- [Records provided]
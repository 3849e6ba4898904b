//! Binary frame validation shared by the waterfall and audio decoders

use thiserror::Error;

/// Tag of a waterfall data frame
pub const WATERFALL_TAG: &[u8; 3] = b"W/F";
/// Tag of an audio data frame
pub const AUDIO_TAG: &[u8; 3] = b"SND";

/// Why a frame was discarded
///
/// Frames that fail these checks are dropped by the caller; the next frame
/// supersedes them.
#[derive(Error, Debug, Clone, PartialEq, Eq)]
pub enum FrameError {
    #[error("Unexpected frame tag {0:?}")]
    UnexpectedTag(String),
    #[error("Frame truncated: {len} bytes, need at least {needed}")]
    Truncated { len: usize, needed: usize },
    #[error("Spectrum has {got} bins, expected {expected}")]
    BinCount { expected: usize, got: usize },
}

/// Check the 3-byte tag and minimum length, returning the bytes after `header_len`
pub fn strip_header<'a>(
    data: &'a [u8],
    tag: &[u8; 3],
    header_len: usize,
) -> Result<&'a [u8], FrameError> {
    if data.len() < tag.len() || &data[..tag.len()] != tag {
        let seen = &data[..data.len().min(tag.len())];
        return Err(FrameError::UnexpectedTag(String::from_utf8_lossy(seen).into_owned()));
    }
    if data.len() < header_len {
        return Err(FrameError::Truncated {
            len: data.len(),
            needed: header_len,
        });
    }
    Ok(&data[header_len..])
}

- [Task to complete] Please, from the entries above, set down exactly the lines from the one containing "bytes, need at" through the one containing "if data.len() < tag.len()", and only those.

- [Answer below]
    #[error("Frame truncated: {len} bytes, need at least {needed}")]
    Truncated { len: usize, needed: usize },
    #[error("Spectrum has {got} bins, expected {expected}")]
    BinCount { expected: usize, got: usize },
}

/// Check the 3-byte tag and minimum length, returning the bytes after `header_len`
pub fn strip_header<'a>(
    data: &'a [u8],
    tag: &[u8; 3],
    header_len: usize,
) -> Result<&'a [u8], FrameError> {
    if data.len() < tag.len() || &data[..tag.len()] != tag {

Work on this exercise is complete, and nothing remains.